To use treated wood appropriately, you need to fully understand your treatment options and how to select and specify material for different uses. Note that model results will be different for each preservative.
The default selection is for "Washington State Benchmarks" for water and sediment in freshwater and marine environments. However, these may be adjusted to suit your region by selecting "Custom Benchmarks".
Enter the preservative retention in the piling provided by the producer.
Enter the number of piling in rows that most closely parallel the current vector.
Enter the number of rows of pilings.
Enter the average radius of the piling used in the project. For most projects, the value for this input will be between 2 and 11.8 in.
Enter the average distance between the centers of pilings driven in rows paralleling the currents.
This requires access to the project plans. Sum the surface areas of all sawn lumber (all wood excepting piling) that is immersed when the tide is less than or equal to MHW.
When available, enter the average measured retention provided by the treated wood producer. When that information is not available, enter the retention specified for this use in the latest version of the American Wood Protection Standards.
Enter the surface area (cm^2) of all piling and lumber in the structure that is above MHW and exposed to rainfall. For piling the surface area is that area located on all perimeters of the structure. For each perimeter piling, this is pi*r*height above MHW because only the outer half of the piling is exposed to rain. The inner half is assumed to be under the structure. This is provided only as a guide and special circumstances, such as the use of pin piling will require other approaches.
This is generally the same as the Immersed Lumber Retention.

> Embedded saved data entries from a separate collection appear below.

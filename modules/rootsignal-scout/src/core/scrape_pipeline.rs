//! ScrapePipeline — one dispatch, handler chain.
//!
//! `run_all()` dispatches `EngineStarted` and the seesaw handler chain
//! drives the entire scout run through phase lifecycle events.

use std::sync::atomic::AtomicBool;
use std::sync::Arc;

use anyhow::Result;
use sqlx::PgPool;
use tracing::warn;

use crate::domains::lifecycle::events::LifecycleEvent;
use crate::core::engine::ScoutEngine;
use crate::traits::SignalReader;

use rootsignal_common::ScoutScope;
use rootsignal_events::EventStore;
use rootsignal_graph::{GraphClient, GraphProjector, GraphWriter};

use rootsignal_archive::Archive;

use crate::store::event_sourced::EventSourcedReader;

use crate::infra::embedder::TextEmbedder;
use crate::infra::run_log::{EventKind, EventLogger, RunLogger};
use crate::core::extractor::SignalExtractor;
use crate::core::stats::ScoutStats;
use crate::scheduling::budget::BudgetTracker;

/// Bundles the shared dependencies for the scrape pipeline.
pub struct ScrapePipeline {
    budget: Arc<BudgetTracker>,
    run_id: String,
    region_name: String,
    pg_pool: PgPool,
    engine: Arc<ScoutEngine>,
}

impl ScrapePipeline {
    pub fn new(
        writer: GraphWriter,
        graph_client: GraphClient,
        event_store: EventStore,
        extractor: Arc<dyn SignalExtractor>,
        embedder: Arc<dyn TextEmbedder>,
        archive: Arc<Archive>,
        anthropic_api_key: String,
        region: ScoutScope,
        budget: Arc<BudgetTracker>,
        cancelled: Arc<AtomicBool>,
        run_id: String,
        pg_pool: PgPool,
    ) -> Self {
        let store = Arc::new(EventSourcedReader::new(writer));
        let engine_projector = GraphProjector::new(graph_client.clone());
        let engine = Arc::new(crate::core::engine::build_engine(
            crate::core::engine::ScoutEngineDeps {
                store: store as Arc<dyn SignalReader>,
                embedder,
                region: Some(region.clone()),
                fetcher: Some(archive as Arc<dyn crate::traits::ContentFetcher>),
                anthropic_api_key: Some(anthropic_api_key),
                graph_client: Some(graph_client),
                extractor: Some(extractor),
                state: Arc::new(tokio::sync::RwLock::new(
                    crate::core::aggregate::PipelineState::default(),
                )),
                graph_projector: Some(engine_projector),
                event_store: Some(event_store),
                run_id: run_id.clone(),
                captured_events: None,
                budget: Some(budget.clone()),
                cancelled: Some(cancelled),
                pg_pool: Some(pg_pool.clone()),
                archive: None,
            },
        ));
        Self {
            budget,
            run_id,
            region_name: region.name,
            pg_pool,
            engine,
        }
    }

    /// Run all phases via a single `EngineStarted` emit.
    ///
    /// The handler chain drives the entire run:
    /// EngineStarted → bootstrap + reap → schedule → tension_scrape →
    /// link_promotion + mid_run → response_scrape → link_promotion +
    /// actor_location + post_scrape → metrics → expansion →
    /// link_promotion + finalize → RunCompleted
    pub async fn run_all(self) -> Result<ScoutStats> {
        self.engine
            .emit(LifecycleEvent::EngineStarted {
                run_id: self.run_id.clone(),
            })
            .settled()
            .await?;

        // Save run stats
        let run_log = RunLogger::new(
            self.run_id.clone(),
            self.region_name.clone(),
            self.pg_pool.clone(),
        )
        .await;
        run_log.log(EventKind::BudgetCheckpoint {
            spent_cents: self.budget.total_spent(),
            remaining_cents: self.budget.remaining(),
        });
        let stats = self.engine.deps().state.read().await.stats.clone();
        if let Err(e) = run_log.save_stats(&self.pg_pool, &stats).await {
            warn!(error = %e, "Failed to save scout run log");
        }

        Ok(stats)
    }
}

The box width may be less than the structure’s width when the structure is oriented at an angle to the prevailing currents.
This is the mean depth of water within the box.
Current speeds can be measured with a number of staff mounted or weighted electromagnetic or mechanical devices. For most projects, the value for this input will be between 0 and 11.8 in/sec.
The same methods described for Maximum tidal current speed or V_harmonic are appropriate for determining steady state current speeds. For most projects, the value for this input will be between 0 and 11.8 in/sec.
For purposes of evaluating long-term sediment accumulation of contaminants, an average annual temperature is appropriate. For most projects, the value for this input will be between 5 and 27.5 degrees C.
This can be measured using any one of the available field or laboratory pH meters. For most projects, the value for this input will be between 5 and 9 std. pH units.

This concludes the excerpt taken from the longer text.